== Exercise goal ==
Scan the entries below, and for each line that includes the word "context", make a copy.

*** Material for this exercise ***

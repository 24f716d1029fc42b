use std::fmt::{self, Display, Formatter};

/// Failure causes surfaced by the fallible operations of this crate.
///
/// Operations whose only possible outcome is "absent, no further detail"
/// (a zero nonce, an `r` that reduced to zero, a high-S signature) stay
/// `Option`/`bool` per the component contracts; this enum only covers
/// failures with a distinguishable cause worth naming to a caller.
#[derive(Debug, Clone, Copy, PartialEq, Eq)]
pub enum Error {
    /// `inv`/`div` was asked to invert a value that shares a factor with
    /// the modulus (gcd ≠ 1).
    NotInvertible,
    /// Square-root recovery found no `y` with `y² = x³ + 7 (mod p)`.
    InvalidYCoordinate,
    /// A serialized public key had the wrong length, wrong prefix byte,
    /// or an out-of-range coordinate.
    InvalidPublicKey,
    /// A DER signature was structurally malformed.
    InvalidSignature,
}

impl Display for Error {
    fn fmt(&self, f: &mut Formatter<'_>) -> fmt::Result {
        let msg = match self {
            Error::NotInvertible => "value has no modular inverse",
            Error::InvalidYCoordinate => "x-coordinate is not on the curve",
            Error::InvalidPublicKey => "malformed public key encoding",
            Error::InvalidSignature => "malformed DER signature encoding",
        };
        f.write_str(msg)
    }
}

impl std::error::Error for Error {}
/// Driver tunables.
///
/// Defaults match what the tracker expects from a DK2. `from_env()` lets
/// individual values be overridden without recompiling.
#[derive(Debug, Clone, PartialEq, Eq)]
pub struct DriverConfig {
    /// Sensor message rate while streaming (Hz).
    pub report_rate: u16,
    /// Sensor message rate left behind after stopping (Hz).
    pub idle_report_rate: u16,
    /// Cycle the IR LEDs through their blink patterns instead of lighting
    /// them steadily.
    pub blink: bool,
    pub low_persistence: bool,
    /// Enable frame id pixel readback for latency measurement.
    pub pixel_readback: bool,
}

impl Default for DriverConfig {
    fn default() -> Self {
        Self {
            report_rate: 500,
            idle_report_rate: 50,
            blink: true,
            low_persistence: true,
            pixel_readback: true,
        }
    }
}

impl DriverConfig {
    /// Defaults, overridden by `HMDTRACK_*` environment variables.
    pub fn from_env() -> Self {
        Self::from_lookup(|name| std::env::var(name).ok())
    }

    fn from_lookup(lookup: impl Fn(&str) -> Option<String>) -> Self {
        let defaults = Self::default();
        Self {
            report_rate: read_u16(&lookup, "HMDTRACK_REPORT_RATE", defaults.report_rate),
            idle_report_rate: read_u16(
                &lookup,
                "HMDTRACK_IDLE_REPORT_RATE",
                defaults.idle_report_rate,
            ),
            blink: read_bool(&lookup, "HMDTRACK_BLINK", defaults.blink),
            low_persistence: read_bool(
                &lookup,
                "HMDTRACK_LOW_PERSISTENCE",
                defaults.low_persistence,
            ),
            pixel_readback: read_bool(&lookup, "HMDTRACK_PIXEL_READBACK", defaults.pixel_readback),
        }
    }
}

fn read_bool(lookup: &impl Fn(&str) -> Option<String>, name: &str, default: bool) -> bool {
    lookup(name)
        .and_then(|v| {
            let v = v.trim().to_ascii_lowercase();
            match v.as_str() {
                "1" | "true" | "yes" | "on" => Some(true),
                "0" | "false" | "no" | "off" => Some(false),
                _ => {
                    log::warn!("Ignoring {}='{}', expected a boolean", name, v);
                    None
                }
            }
        })
        .unwrap_or(default)
}

fn read_u16(lookup: &impl Fn(&str) -> Option<String>, name: &str, default: u16) -> u16 {
    lookup(name)
        .and_then(|v| v.trim().parse::<u16>().ok())
        .unwrap_or(default)
}

#[cfg(test)]
mod tests {
    use super::*;
    use std::collections::HashMap;

    fn config_from(vars: &[(&str, &str)]) -> DriverConfig {
        let vars: HashMap<String, String> = vars
            .iter()
            .map(|(k, v)| (k.to_string(), v.to_string()))
            .collect();
        DriverConfig::from_lookup(|name| vars.get(name).cloned())
    }

    #[test]
    fn test_defaults() {
        assert_eq!(config_from(&[]), DriverConfig::default());
    }

    #[test]
    fn test_overrides() {
        let config = config_from(&[
            ("HMDTRACK_REPORT_RATE", " 1000 "),
            ("HMDTRACK_BLINK", "off"),
            ("HMDTRACK_PIXEL_READBACK", "No"),
        ]);
        assert_eq!(config.report_rate, 1000);
        assert_eq!(config.idle_report_rate, 50);
        assert!(!config.blink);
        assert!(!config.pixel_readback);
        assert!(config.low_persistence);
    }

    #[test]
    fn test_malformed_values_fall_back() {
        let config = config_from(&[
            ("HMDTRACK_IDLE_REPORT_RATE", "fast"),
            ("HMDTRACK_LOW_PERSISTENCE", "maybe"),
        ]);
        assert_eq!(config.idle_report_rate, 50);
        assert!(config.low_persistence);
    }
}
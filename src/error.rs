/// Errors that can occur when talking to a tracked HMD or camera.
#[derive(Debug, thiserror::Error)]
pub enum HmdError {
    #[error("HID error: {0}")]
    Hid(#[from] hidapi::HidError),

    #[error("Failed to open '{devnode}': {source}")]
    Open {
        devnode: String,
        source: std::io::Error,
    },

    #[error("Device handle is not open")]
    NotOpen,

    #[error("Transport failure: {0}")]
    Transport(String),

    #[error("Short report 0x{id:02x}: expected {expected} bytes, got {got}")]
    ReportSize { id: u8, expected: usize, got: usize },

    #[error("Unexpected report id: expected 0x{expected:02x}, got 0x{got:02x}")]
    UnexpectedReportId { expected: u8, got: u8 },

    #[error("Invalid LED pattern 0x{0:x}")]
    InvalidPattern(u32),

    #[error("Unexpected LED pattern length {0}")]
    PatternLength(u8),

    #[error("Table index {index} out of range (num={num})")]
    IndexOutOfRange { index: u16, num: u16 },

    #[error("Device reports {num} entries, at most {max} supported")]
    TooManyEntries { num: u16, max: usize },

    #[error("Device has not been started")]
    NotStarted,

    #[error("Sensor cadence anomaly: {0}")]
    Timing(crate::sensor::TimingAnomaly),
}

/// Coarse classification used to decide whether an error is fatal.
#[derive(Debug, Clone, Copy, PartialEq, Eq)]
pub enum ErrorKind {
    /// Device absent, closed, or an I/O failure.
    Transport,
    /// Malformed or out-of-range report contents.
    Protocol,
    /// Sample cadence anomaly. Never fatal.
    Timing,
}

impl HmdError {
    pub fn kind(&self) -> ErrorKind {
        match self {
            HmdError::Hid(_)
            | HmdError::Open { .. }
            | HmdError::NotOpen
            | HmdError::Transport(_)
            | HmdError::ReportSize { .. } => ErrorKind::Transport,
            HmdError::UnexpectedReportId { .. }
            | HmdError::InvalidPattern(_)
            | HmdError::PatternLength(_)
            | HmdError::IndexOutOfRange { .. }
            | HmdError::TooManyEntries { .. }
            | HmdError::NotStarted => ErrorKind::Protocol,
            HmdError::Timing(_) => ErrorKind::Timing,
        }
    }
}
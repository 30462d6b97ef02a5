use crate::config::DriverConfig;
use crate::device::{Device, DeviceConstructor, DeviceControls};
use crate::hotplug::{HotplugAction, HotplugEvent};
use crate::protocol::{PID_CAMERA_DK2, PID_RIFT_DK2, VID_OCULUSVR};
use crate::tracker::{Tracker, TrackerFactory, TrackerLink};
use crate::types::DeviceKind;
use crate::{HmdError, Result};
use std::sync::Arc;
use std::thread::JoinHandle;

/// A known piece of hardware.
pub struct DeviceMatchEntry {
    pub vendor_id: u16,
    pub product_id: u16,
    /// Kernel subsystem of the device node.
    pub subsystem: &'static str,
    /// USB interface the node must belong to.
    pub interface: i32,
    pub name: &'static str,
    pub kind: DeviceKind,
    pub new: DeviceConstructor,
}

pub static DEVICE_MATCHES: &[DeviceMatchEntry] = &[
    DeviceMatchEntry {
        vendor_id: VID_OCULUSVR,
        product_id: PID_RIFT_DK2,
        subsystem: "hidraw",
        interface: 0,
        name: "Rift DK2",
        kind: DeviceKind::Hmd,
        new: Device::new_rift_dk2,
    },
    DeviceMatchEntry {
        vendor_id: VID_OCULUSVR,
        product_id: PID_CAMERA_DK2,
        subsystem: "video4linux",
        interface: 0,
        name: "Camera DK2",
        kind: DeviceKind::Camera,
        new: Device::new_camera_dk2,
    },
];

/// Look up the table entry for a device node. Every field must match.
pub fn match_device(
    vendor_id: u16,
    product_id: u16,
    subsystem: &str,
    interface: i32,
) -> Option<&'static DeviceMatchEntry> {
    DEVICE_MATCHES.iter().find(|m| {
        m.vendor_id == vendor_id
            && m.product_id == product_id
            && m.subsystem == subsystem
            && m.interface == interface
    })
}

/// One active device as seen by the registry.
pub struct DeviceRecord {
    pub devnode: String,
    pub name: String,
    pub kind: DeviceKind,
    pub serial: Option<String>,
    controls: Arc<DeviceControls>,
    /// Tracking context fed by this device, for HMDs.
    tracker: Option<Arc<dyn Tracker>>,
    /// Borrowed tracking context, for cameras.
    link: Option<TrackerLink>,
    thread: Option<JoinHandle<Device>>,
}

impl DeviceRecord {
    pub fn new(device: &Device, name: &str, serial: Option<String>) -> Self {
        Self {
            devnode: device.devnode().to_string(),
            name: name.to_string(),
            kind: device.kind(),
            serial,
            controls: device.controls().clone(),
            tracker: device.tracker(),
            link: device.tracker_link(),
            thread: None,
        }
    }

    pub fn is_active(&self) -> bool {
        self.controls.is_active()
    }

    pub fn controls(&self) -> &Arc<DeviceControls> {
        &self.controls
    }

    pub fn tracker(&self) -> Option<&Arc<dyn Tracker>> {
        self.tracker.as_ref()
    }

    pub fn tracker_link(&self) -> Option<&TrackerLink> {
        self.link.as_ref()
    }

    /// Deactivate the device, wait for its thread and stop it.
    fn shutdown(&mut self) {
        self.controls.set_active(false);
        if let Some(thread) = self.thread.take() {
            match thread.join() {
                Ok(mut device) => device.stop(),
                Err(_) => log::error!("{}: Device thread panicked", self.devnode),
            }
        }
    }
}

/// Links `camera` to the tracking context of `hmd`.
fn associate(camera: &DeviceRecord, hmd: &DeviceRecord) {
    if let (Some(link), Some(tracker)) = (camera.link.as_ref(), hmd.tracker.as_ref()) {
        if link.install(tracker) {
            log::info!("Associate {} and {}", camera.devnode, hmd.devnode);
        }
    }
}

/// Owner of every active device.
pub struct Registry {
    config: DriverConfig,
    trackers: Box<TrackerFactory>,
    records: Vec<DeviceRecord>,
}

impl Registry {
    pub fn new(config: DriverConfig, trackers: Box<TrackerFactory>) -> Self {
        Self {
            config,
            trackers,
            records: Vec::new(),
        }
    }

    pub fn records(&self) -> &[DeviceRecord] {
        &self.records
    }

    pub fn get(&self, devnode: &str) -> Option<&DeviceRecord> {
        self.records.iter().find(|r| r.devnode == devnode)
    }

    pub fn len(&self) -> usize {
        self.records.len()
    }

    pub fn is_empty(&self) -> bool {
        self.records.is_empty()
    }

    /// Dispatch one hotplug event.
    pub fn handle_event(&mut self, event: &HotplugEvent) {
        match event.action {
            HotplugAction::Add => {
                if let Err(e) = self.add_device(event) {
                    log::warn!("{}: Not started: {}", event.devnode, e);
                }
            }
            HotplugAction::Remove => self.unregister(&event.devnode),
        }
    }

    /// Instantiate, start and register the driver for a new device node.
    ///
    /// Returns `Ok(false)` if the node is not known hardware.
    pub fn add_device(&mut self, event: &HotplugEvent) -> Result<bool> {
        let Some(entry) = match_device(
            event.vendor_id,
            event.product_id,
            &event.subsystem,
            event.interface,
        ) else {
            return Ok(false);
        };

        if self.get(&event.devnode).is_some() {
            log::debug!("{}: Already registered", event.devnode);
            return Ok(true);
        }

        log::info!("Found {}: {}", entry.name, event.devnode);
        if let Some(serial) = &event.serial {
            log::info!("{}: Serial {}", entry.name, serial);
        }

        let mut device = (entry.new)(&event.devnode, &self.config, &*self.trackers);
        device.start()?;

        let mut record = DeviceRecord::new(&device, entry.name, event.serial.clone());
        record.controls.set_active(true);
        let thread = std::thread::Builder::new()
            .name(format!("hmdtrack-{}", entry.name.to_ascii_lowercase().replace(' ', "-")))
            .spawn(move || {
                if let Err(e) = device.run() {
                    log::warn!("{}: {}", device.devnode(), e);
                }
                device
            })
            .map_err(|e| HmdError::Transport(format!("Failed to spawn device thread: {}", e)))?;
        record.thread = Some(thread);

        self.register(record);
        Ok(true)
    }

    /// Take ownership of a record. If it shares its serial with exactly one
    /// HMD and one camera, the camera is linked to the HMD.
    pub fn register(&mut self, record: DeviceRecord) {
        let serial = record.serial.clone();
        self.records.push(record);

        let Some(serial) = serial else {
            return;
        };
        let siblings: Vec<&DeviceRecord> = self
            .records
            .iter()
            .filter(|r| r.serial.as_deref() == Some(serial.as_str()))
            .collect();
        let hmds: Vec<_> = siblings.iter().filter(|r| r.kind == DeviceKind::Hmd).collect();
        let cameras: Vec<_> = siblings
            .iter()
            .filter(|r| r.kind == DeviceKind::Camera)
            .collect();

        if let ([hmd], [camera]) = (hmds.as_slice(), cameras.as_slice()) {
            associate(camera, hmd);
        } else if hmds.len() > 1 || cameras.len() > 1 {
            log::warn!("Serial {} is ambiguous, not associating", serial);
        }
    }

    /// Select blinking or steady tracking LEDs on the device at `devnode`.
    pub fn set_blink(&self, devnode: &str, blink: bool) -> bool {
        match self.get(devnode) {
            Some(record) => {
                record.controls.set_blink(blink);
                true
            }
            None => false,
        }
    }

    /// Stop and drop the device at `devnode`. Unknown nodes are ignored.
    pub fn unregister(&mut self, devnode: &str) {
        let Some(pos) = self.records.iter().position(|r| r.devnode == devnode) else {
            return;
        };

        log::info!("Removing device: {}", devnode);
        let mut record = self.records.remove(pos);
        record.shutdown();
    }

    /// Stop every device and wait for their threads.
    pub fn shutdown(&mut self) {
        if !self.records.is_empty() {
            log::info!("Stopping all devices");
        }
        for mut record in self.records.drain(..) {
            record.shutdown();
        }
    }
}

impl Drop for Registry {
    fn drop(&mut self) {
        self.shutdown();
    }
}
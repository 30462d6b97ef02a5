//! Drive every connected Rift DK2 until Enter is pressed.
//!
//! Usage: cargo run --example daemon [camera-devnode [camera-serial]]
//!
//! Headsets are found by polling hidapi. The DK2 camera is a video node, so
//! it is only picked up when named on the command line.

use hmdtrack::hotplug::{self, HotplugMonitor};
use hmdtrack::protocol::{PID_CAMERA_DK2, VID_OCULUSVR};
use hmdtrack::{DriverConfig, HotplugAction, HotplugEvent, LogTracker, Registry, Tracker};
use std::io::BufRead;
use std::sync::Arc;
use std::time::Duration;

fn main() {
    env_logger::init();

    let config = DriverConfig::from_env();
    println!("Config: {:?}", config);

    let mut registry = Registry::new(
        config,
        Box::new(|| Arc::new(LogTracker::new("rift-dk2")) as Arc<dyn Tracker>),
    );

    let mut args = std::env::args().skip(1);
    if let Some(devnode) = args.next() {
        registry.handle_event(&HotplugEvent {
            action: HotplugAction::Add,
            devnode,
            subsystem: "video4linux".to_string(),
            vendor_id: VID_OCULUSVR,
            product_id: PID_CAMERA_DK2,
            interface: 0,
            serial: args.next(),
        });
    }

    let monitor = match HotplugMonitor::start(Duration::from_secs(2)) {
        Ok(m) => m,
        Err(e) => {
            eprintln!("Error: {}", e);
            std::process::exit(1);
        }
    };

    let (shutdown_tx, shutdown_rx) = crossbeam_channel::bounded(1);
    std::thread::spawn(move || {
        let mut line = String::new();
        let _ = std::io::stdin().lock().read_line(&mut line);
        let _ = shutdown_tx.send(());
    });

    println!("Running, press Enter to stop");
    hotplug::run_control_loop(&mut registry, monitor.events(), &shutdown_rx);
    monitor.stop();
    println!("Stopped");
}
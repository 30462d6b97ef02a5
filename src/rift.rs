use crate::calibration::load_led_model;
use crate::config::DriverConfig;
use crate::device::{DeviceControls, POLL_TIMEOUT};
use crate::hid::{get_feature_report, set_feature_report, HidTransport, ReadEvent, Transport};
use crate::protocol::{MIN_REPORT_RATE, SENSOR_MESSAGE_SIZE};
use crate::reports::{
    ConfigReport, DisplayReport, KeepaliveReport, TrackingFlags, TrackingReport,
};
use crate::sensor::decode_sensor_message;
use crate::tracker::Tracker;
use crate::types::{DeviceConfig, DeviceState, ImuCalibrationPosition, LedModel};
use crate::{HmdError, Result};
use std::sync::Arc;

/// Sensor messages allowed per report-rate Hz before the keepalive is
/// refreshed. The device stops streaming ~10 s after the last one.
const KEEPALIVE_BUDGET_SECS: u32 = 9;

/// Counters kept by the poll loop.
#[derive(Debug, Clone, Copy, Default, PartialEq, Eq)]
pub struct StreamStats {
    pub messages: u64,
    pub samples: u64,
    pub keepalives: u64,
    pub short_reads: u64,
    pub decode_errors: u64,
    pub timing_anomalies: u64,
}

/// Whether the poll loop should go on.
#[derive(Debug, Clone, Copy, PartialEq, Eq)]
pub enum LoopControl {
    Continue,
    Exit,
}

/// Rift DK2 head-mounted display.
///
/// Reads the LED constellation at start, streams IMU samples into its
/// tracking context while running, and leaves the LEDs off and the report
/// rate low when stopped.
pub struct RiftDk2 {
    devnode: String,
    transport: Option<Box<dyn Transport>>,
    tracker: Option<Arc<dyn Tracker>>,
    controls: Arc<DeviceControls>,
    config: DriverConfig,
    state: DeviceState,
    rates: DeviceConfig,
    leds: Arc<LedModel>,
    imu_position: ImuCalibrationPosition,
    last_sample_timestamp: Option<u32>,
    messages_since_keepalive: u32,
    stats: StreamStats,
}

impl RiftDk2 {
    pub fn new(devnode: &str, tracker: Arc<dyn Tracker>, config: DriverConfig) -> Self {
        Self {
            devnode: devnode.to_string(),
            transport: None,
            tracker: Some(tracker),
            controls: Arc::new(DeviceControls::new(config.blink)),
            config,
            state: DeviceState::Closed,
            rates: DeviceConfig::default(),
            leds: Arc::new(LedModel::default()),
            imu_position: ImuCalibrationPosition::default(),
            last_sample_timestamp: None,
            messages_since_keepalive: 0,
            stats: StreamStats::default(),
        }
    }

    /// Use an already opened transport instead of opening `devnode`.
    pub fn with_transport(mut self, transport: Box<dyn Transport>) -> Self {
        self.transport = Some(transport);
        self
    }

    pub fn devnode(&self) -> &str {
        &self.devnode
    }

    pub fn state(&self) -> DeviceState {
        self.state
    }

    pub fn controls(&self) -> &Arc<DeviceControls> {
        &self.controls
    }

    pub fn tracker(&self) -> Option<&Arc<dyn Tracker>> {
        self.tracker.as_ref()
    }

    pub fn leds(&self) -> &Arc<LedModel> {
        &self.leds
    }

    pub fn imu_position(&self) -> ImuCalibrationPosition {
        self.imu_position
    }

    /// Currently negotiated sample and report rates.
    pub fn rates(&self) -> DeviceConfig {
        self.rates
    }

    pub fn stats(&self) -> StreamStats {
        self.stats
    }

    fn transport(&self) -> Result<&dyn Transport> {
        self.transport.as_deref().ok_or(HmdError::NotOpen)
    }

    /// Read back the current sensor configuration.
    pub fn read_config(&mut self) -> Result<DeviceConfig> {
        let report: ConfigReport = get_feature_report(self.transport()?)?;
        self.rates = DeviceConfig::from_packet_interval(report.sample_rate, report.packet_interval)
            .with_flags(report.flags);
        log::info!(
            "{}: Got sample rate {} Hz, report rate {} Hz, flags: {:?}",
            self.devnode,
            self.rates.sample_rate,
            self.rates.report_rate,
            report.flags
        );
        Ok(self.rates)
    }

    /// Set the sensor report rate, clamped to `[5, sample_rate]` Hz.
    pub fn set_report_rate(&mut self, report_rate: u16) -> Result<DeviceConfig> {
        let transport = self.transport()?;
        let mut report: ConfigReport = get_feature_report(transport)?;

        let sample_rate = report.sample_rate;
        let report_rate = report_rate.min(sample_rate).max(MIN_REPORT_RATE);
        report.packet_interval = (sample_rate / report_rate)
            .saturating_sub(1)
            .min(u8::MAX as u16) as u8;

        log::info!(
            "{}: Set sample rate {} Hz, report rate {} Hz",
            self.devnode,
            sample_rate,
            report.report_rate()
        );
        set_feature_report(transport, &report)?;

        self.rates = DeviceConfig::from_packet_interval(sample_rate, report.packet_interval)
            .with_flags(report.flags);
        Ok(self.rates)
    }

    /// Keep the sensor streaming for another 10 seconds.
    pub fn send_keepalive(&mut self) -> Result<()> {
        self.messages_since_keepalive = 0;
        self.stats.keepalives += 1;
        set_feature_report(self.transport()?, &KeepaliveReport::default())
    }

    /// Enable the IR tracking LEDs, blinking or steady.
    pub fn send_tracking(&self, blink: bool) -> Result<()> {
        set_feature_report(self.transport()?, &TrackingReport::enabled(blink))
    }

    /// Configure display persistence and frame id pixel readback.
    pub fn send_display(&self, low_persistence: bool, pixel_readback: bool) -> Result<()> {
        let transport = self.transport()?;
        let mut report: DisplayReport = get_feature_report(transport)?;
        report.configure(low_persistence, pixel_readback);
        set_feature_report(transport, &report)
    }

    fn disable_tracking(&self) -> Result<()> {
        let transport = self.transport()?;
        let mut report: TrackingReport = get_feature_report(transport)?;
        report.flags.remove(TrackingFlags::ENABLE);
        set_feature_report(transport, &report)
    }

    /// Open the device if needed, read calibration, configure streaming and
    /// register the LED model with the tracker.
    ///
    /// A failure leaves whatever was already configured in place; the next
    /// `start` re-applies everything.
    pub fn start(&mut self) -> Result<()> {
        self.state = DeviceState::Configuring;

        if self.transport.is_none() {
            let transport = HidTransport::open(&self.devnode).inspect_err(|e| {
                log::warn!("{}: Failed to open: {}", self.devnode, e);
            })?;
            self.transport = Some(Box::new(transport));
        }

        let (leds, imu_position) = load_led_model(self.transport()?)?;
        self.leds = Arc::new(leds);
        self.imu_position = imu_position;

        self.read_config()?;
        self.set_report_rate(self.config.report_rate)?;
        self.send_tracking(self.controls.blink())?;
        self.send_display(self.config.low_persistence, self.config.pixel_readback)?;
        // Pending blink changes are covered by the tracking report above.
        let _ = self.controls.take_blink_change();

        match &self.tracker {
            Some(tracker) => tracker.register_leds(Arc::downgrade(&self.leds)),
            None => log::debug!("{}: No tracker to register LEDs with", self.devnode),
        }

        self.last_sample_timestamp = None;
        self.messages_since_keepalive = 0;
        self.state = DeviceState::Streaming;
        Ok(())
    }

    /// Poll for sensor messages until deactivated or the device hangs up.
    pub fn run(&mut self) -> Result<()> {
        if self.state != DeviceState::Streaming {
            return Err(HmdError::NotStarted);
        }

        log::info!("{}: Sending keepalive", self.devnode);
        self.keepalive();

        let mut buf = [0u8; SENSOR_MESSAGE_SIZE];
        while self.controls.is_active() {
            if self.step(&mut buf) == LoopControl::Exit {
                break;
            }
        }

        log::info!("{}: Poll loop finished: {:?}", self.devnode, self.stats);
        Ok(())
    }

    /// One iteration of the poll loop.
    pub fn step(&mut self, buf: &mut [u8; SENSOR_MESSAGE_SIZE]) -> LoopControl {
        if let Some(blink) = self.controls.take_blink_change() {
            if let Err(e) = self.send_tracking(blink) {
                log::warn!("{}: Failed to update tracking LEDs: {}", self.devnode, e);
            }
        }

        let event = match self.transport.as_deref() {
            Some(transport) => transport.read_timeout(buf, POLL_TIMEOUT),
            None => return LoopControl::Exit,
        };

        let len = match event {
            Ok(ReadEvent::Data(len)) => len,
            Ok(ReadEvent::Hangup) => {
                log::info!("{}: Device hung up", self.devnode);
                self.hangup();
                return LoopControl::Exit;
            }
            Ok(ReadEvent::Timeout) => {
                log::info!("{}: Resending keepalive", self.devnode);
                self.keepalive();
                return LoopControl::Continue;
            }
            Err(e) => {
                log::warn!("{}: Read error: {}", self.devnode, e);
                self.keepalive();
                return LoopControl::Continue;
            }
        };

        if self.messages_since_keepalive > KEEPALIVE_BUDGET_SECS * self.rates.report_rate as u32 {
            self.keepalive();
        }

        if len < SENSOR_MESSAGE_SIZE {
            log::warn!(
                "{}: Error, invalid {}-byte report 0x{:02x}",
                self.devnode,
                len,
                buf[0]
            );
            self.stats.short_reads += 1;
            return LoopControl::Continue;
        }

        self.handle_sensor_message(&buf[..len]);
        LoopControl::Continue
    }

    /// The node is gone: nothing more can be sent to it.
    fn hangup(&mut self) {
        self.controls.set_active(false);
        self.transport = None;
        self.state = DeviceState::Stopped;
    }

    fn keepalive(&mut self) {
        if let Err(e) = self.send_keepalive() {
            log::warn!("{}: Failed to send keepalive: {}", self.devnode, e);
        }
    }

    fn handle_sensor_message(&mut self, buf: &[u8]) {
        let message = match decode_sensor_message(buf, self.last_sample_timestamp, &self.rates) {
            Ok(message) => message,
            Err(e) => {
                log::warn!("{}: Dropping sensor message: {}", self.devnode, e);
                self.stats.decode_errors += 1;
                return;
            }
        };

        self.last_sample_timestamp = Some(message.timestamp_us);
        self.messages_since_keepalive += 1;
        self.stats.messages += 1;
        self.stats.samples += message.samples.len() as u64;
        if message.timing.is_some() {
            self.stats.timing_anomalies += 1;
        }

        if let Some(tracker) = &self.tracker {
            for sample in &message.samples {
                tracker.push_imu_sample(sample);
            }
            tracker.push_sensor_metadata(&message.metadata);
        }
    }

    /// Unregister the LED model, turn the tracking LEDs off and drop to the
    /// idle report rate. Failures are logged; the device always ends up
    /// `Stopped`.
    pub fn stop(&mut self) {
        if let Some(tracker) = self.tracker.take() {
            tracker.unregister_leds(&Arc::downgrade(&self.leds));
        }

        if self.transport.is_some() {
            if let Err(e) = self.disable_tracking() {
                log::warn!("{}: Failed to disable tracking LEDs: {}", self.devnode, e);
            }
            if let Err(e) = self.set_report_rate(self.config.idle_report_rate) {
                log::warn!("{}: Failed to lower report rate: {}", self.devnode, e);
            }
        }

        self.state = DeviceState::Stopped;
    }
}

***

== Output for this task ==
    /// Tracking context fed by this device, for HMDs.
    /// Borrowed tracking context, for cameras.
/// Links `camera` to the tracking context of `hmd`.
/// tracking context while running, and leaves the LEDs off and the report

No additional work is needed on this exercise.